Posted 7 November 2008 @ 1:07 am by Shay Hassidim

We have been working for the past few days on building a benchmark for our new web containers and its built-in integration with the apache load balancer.

The benchmark was running on Amazon EC2/EBS cloud and was deployed using our new web based cloud tools.
The benchmark goal is to measure the scalability of the web layer using an industry-standard web based application - the Pet Clinic.

With this benchmark the data is stored in the GigaSpaces's In-Memory-Data-Grid (IMDG) and persisted into a MySQL database in an asynchronous manner. We used GigaSpaces SLA containers (the "Service Grid") to host the relevant services when running in a cloud environment.

The benchmark uses the following components:
- The Standard Spring based pet clinic application ported to use GigaSpaces DAO instead of Hibernate DAO when accessing the data. See the GigaSpaces ported version here.
- JMeter - the popular benchmark and measurement tool.
- Ant - Ant has a nice support for JMeter.It allows you for example to inject different numbers of users into a JMeter test plan and run it headless. - GigaSpaces XAP 6.6
- Amazon EC2
- Apache 2.2 as a load-balancer running on the cloud
- GigaSpaces Apache 2.2 load-balancer agent running on the cloud
- Jetty web server running as a web container within the GigaSpaces Service Grid.
- GigaSpaces web based cloud tool.
- Sun MySQL database - running on the cloud using Amazon Elastic Block Store (EBS). The database is configured and started automatically once the AMI instance is started.
- GigaSpaces Amazon EC2 large AMI that includes JMeter , ant , XAP 6.6 , apache , mysql , ganglia (and more) pre-configured , integrated and fully tuned.
- Result analyzer application that parses the results created by JMeter and produces a table with the average response time vs. amount of concurrent users.

As you can see from the list above - it is a unique mix of commodity and standard infrastructure running on the cloud and is used by the majority of our customers on EC2. We use JMeter to simulate heavy web-traffic generated by large amount of end-users. The traffic is generated in the same network as the web servers , apache load-balancer and the IMDG.

As you can see from the graph below the response time latency is decreased when having more web servers are running:

Web Layer Scales

Users browsing the Internet are usually tolerant of a latency of between 500-1000 ms between mouse click and page download. From the graph above, if a single user response time latency over the LAN is about 5 ms , it means you could serve ~100 real web users without them to be annoyed with the delay.

Extrapolating these numbers provides us the following graph:

web layer scale2

This means that with 3 web servers sharing the same IMDG you could serve 400 concurrent users with less than 1 sec latency.
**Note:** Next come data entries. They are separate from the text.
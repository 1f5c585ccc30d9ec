//! The help-center FAQ service.

use crate::error::MarketResult;
use crate::model::FaqEntry;
use crate::seed;
use chrono::Utc;
use labstore_core::{fresh_id, Collection, Store};

/// A partial edit to a FAQ entry.
///
/// `None` fields are left unchanged; the entry's `updated_at` is restamped
/// on every applied patch.
#[derive(Debug, Clone, Default)]
pub struct FaqPatch {
    /// New question text.
    pub question: Option<String>,
    /// New answer text.
    pub answer: Option<String>,
    /// New tag set.
    pub tags: Option<Vec<String>>,
}

/// The help-center FAQ.
///
/// Owns the `"faq"` collection. New entries go to the *front* - the help
/// screen shows newest first - so this service composes its own ordering on
/// top of the append-only collection insert.
pub struct FaqBook {
    entries: Collection<FaqEntry>,
}

impl FaqBook {
    /// Opens the FAQ over the given store, seeding on first load.
    ///
    /// # Errors
    ///
    /// Returns an error if the collection key is invalid or already claimed.
    pub fn open(store: &Store) -> MarketResult<Self> {
        Ok(Self {
            entries: store.collection("faq", seed::faq())?,
        })
    }

    /// Returns all entries, newest first.
    #[must_use]
    pub fn list(&self) -> Vec<FaqEntry> {
        self.entries.list()
    }

    /// Returns the entry with the given id.
    #[must_use]
    pub fn by_id(&self, id: &str) -> Option<FaqEntry> {
        self.entries.get(id)
    }

    /// Adds an entry at the front and returns its generated id.
    ///
    /// # Errors
    ///
    /// Returns an error on failed write.
    pub fn add(
        &self,
        question: impl Into<String>,
        answer: impl Into<String>,
        tags: Vec<String>,
    ) -> MarketResult<String> {
        let entry = FaqEntry {
            id: fresh_id("faq"),
            question: question.into(),
            answer: answer.into(),
            tags,
            updated_at: Utc::now(),
        };
        let id = entry.id.clone();

        let mut next = vec![entry];
        next.extend(self.entries.list());
        self.entries.replace_all(next)?;

        Ok(id)
    }

    /// Applies a partial edit, restamping `updated_at`.
    ///
    /// # Errors
    ///
    /// Returns an error on failed write.
    pub fn revise(&self, id: &str, patch: FaqPatch) -> MarketResult<bool> {
        Ok(self.entries.update_with(id, |entry| {
            if let Some(question) = patch.question {
                entry.question = question;
            }
            if let Some(answer) = patch.answer {
                entry.answer = answer;
            }
            if let Some(tags) = patch.tags {
                entry.tags = tags;
            }
            entry.updated_at = Utc::now();
        })?)
    }

    /// Removes an entry.
    ///
    /// # Errors
    ///
    /// Returns an error on failed write.
    pub fn remove(&self, id: &str) -> MarketResult<bool> {
        Ok(self.entries.remove(id)?)
    }

    /// Replaces the whole FAQ (bulk import).
    ///
    /// # Errors
    ///
    /// Returns an error on duplicate ids or failed write.
    pub fn replace_all(&self, entries: Vec<FaqEntry>) -> MarketResult<()> {
        Ok(self.entries.replace_all(entries)?)
    }

    /// Searches entries by term over question, answer, and tags.
    ///
    /// An empty term returns everything.
    #[must_use]
    pub fn search(&self, term: &str) -> Vec<FaqEntry> {
        self.entries.filter(|entry| entry.matches(term))
    }

    /// Exports the FAQ as pretty-printed JSON (bulk export).
    ///
    /// # Errors
    ///
    /// Returns an error if serialization fails.
    pub fn export_json(&self) -> MarketResult<String> {
        Ok(serde_json::to_string_pretty(&self.entries.list())
            .map_err(labstore_core::CoreError::from)?)
    }
}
This assumes the network latency is 200 ms and there is some additional overhead involved when having large amount of users hitting the apache load-balancer , web container and the IMDG concurrently.

We have measured also the IMDG max throughput when having 1 , 2 and 3 web servers. See the results below:

IMDG TP
As we can see the IMDG load is increased when adding more web servers almost in a linear manner. This means the bottleneck is the web layer - when scaling the web layer we provide better latency. We could have used local cache or local view to eliminate the access to the IMDG , but the test was focused with measuring the web layer scalability and not with optimizing the data access layer or caching it within the web-server runtime.
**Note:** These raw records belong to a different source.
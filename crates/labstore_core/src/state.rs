//! Collection lifecycle states.

use std::fmt;

/// Lifecycle state of a collection or session.
///
/// The progression is `Uninitialized -> Hydrating -> Ready`, driven once at
/// construction. `Ready` is terminal: mutations never re-hydrate, and there
/// is no error state - hydration failures degrade to `Ready` with seed data,
/// recorded in the [`HydrationOutcome`].
#[derive(Debug, Clone, Copy, PartialEq, Eq)]
pub enum LoadState {
    /// Constructed, hydration not yet started.
    Uninitialized,
    /// The durable value is being read. The mirror may hold incomplete data.
    Hydrating,
    /// Hydration finished; reads reflect the latest completed mutation.
    Ready(HydrationOutcome),
}

impl LoadState {
    /// Returns whether hydration has completed.
    #[must_use]
    pub const fn is_ready(self) -> bool {
        matches!(self, Self::Ready(_))
    }

    /// Returns the hydration outcome, if hydration has completed.
    #[must_use]
    pub const fn outcome(self) -> Option<HydrationOutcome> {
        match self {
            Self::Ready(outcome) => Some(outcome),
            _ => None,
        }
    }
}

/// How a collection's initial contents were obtained.
///
/// This is what lets a consumer distinguish "the collection is empty" from
/// "the stored value was unreadable and we fell back to defaults".
#[derive(Debug, Clone, Copy, PartialEq, Eq)]
pub enum HydrationOutcome {
    /// The stored value existed and parsed; the collection holds it.
    Loaded,
    /// No stored value existed; the collection holds its seed, which was
    /// written back to storage.
    Seeded,
    /// The stored value existed but could not be read or parsed; the
    /// collection holds its seed and the stored value was left untouched
    /// (unless the store is configured to reseed on corruption).
    Recovered,
}

impl fmt::Display for HydrationOutcome {
    fn fmt(&self, f: &mut fmt::Formatter<'_>) -> fmt::Result {
        match self {
            Self::Loaded => write!(f, "loaded"),
            Self::Seeded => write!(f, "seeded"),
            Self::Recovered => write!(f, "recovered"),
        }
    }
}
Now, a few words about the user experience and ease-of-use when faced with such a large amount of different components running in this new cloud environment: It was surprisingly simple thanks to the new GigaSpaces Web-based Cloud deployment and management UI.

In order to run the benchmark there is no need to have the applications files on your local machine or be familiar with the EC2 cloud API or management tools. All the application related files have already been placed on the cloud (using Amazon S3 repository). The user is only required to specify some simple configuration choices using an XML document and the GigaSpaces web cloud deployment and management UI is responsible for instantiating the AMIs, starting relevant GigaSpaces containers and deploying the application while controlling the entire life cycle of all the different application components.

See below a screenshot of the new GigaSpaces web UI cloud tools interface:

cloud web ui

Conclusion:

The above proves that scaling a web application composed of multiple components on EC2 is not a "far fetch dream" anymore; it is here today, at your fingertips!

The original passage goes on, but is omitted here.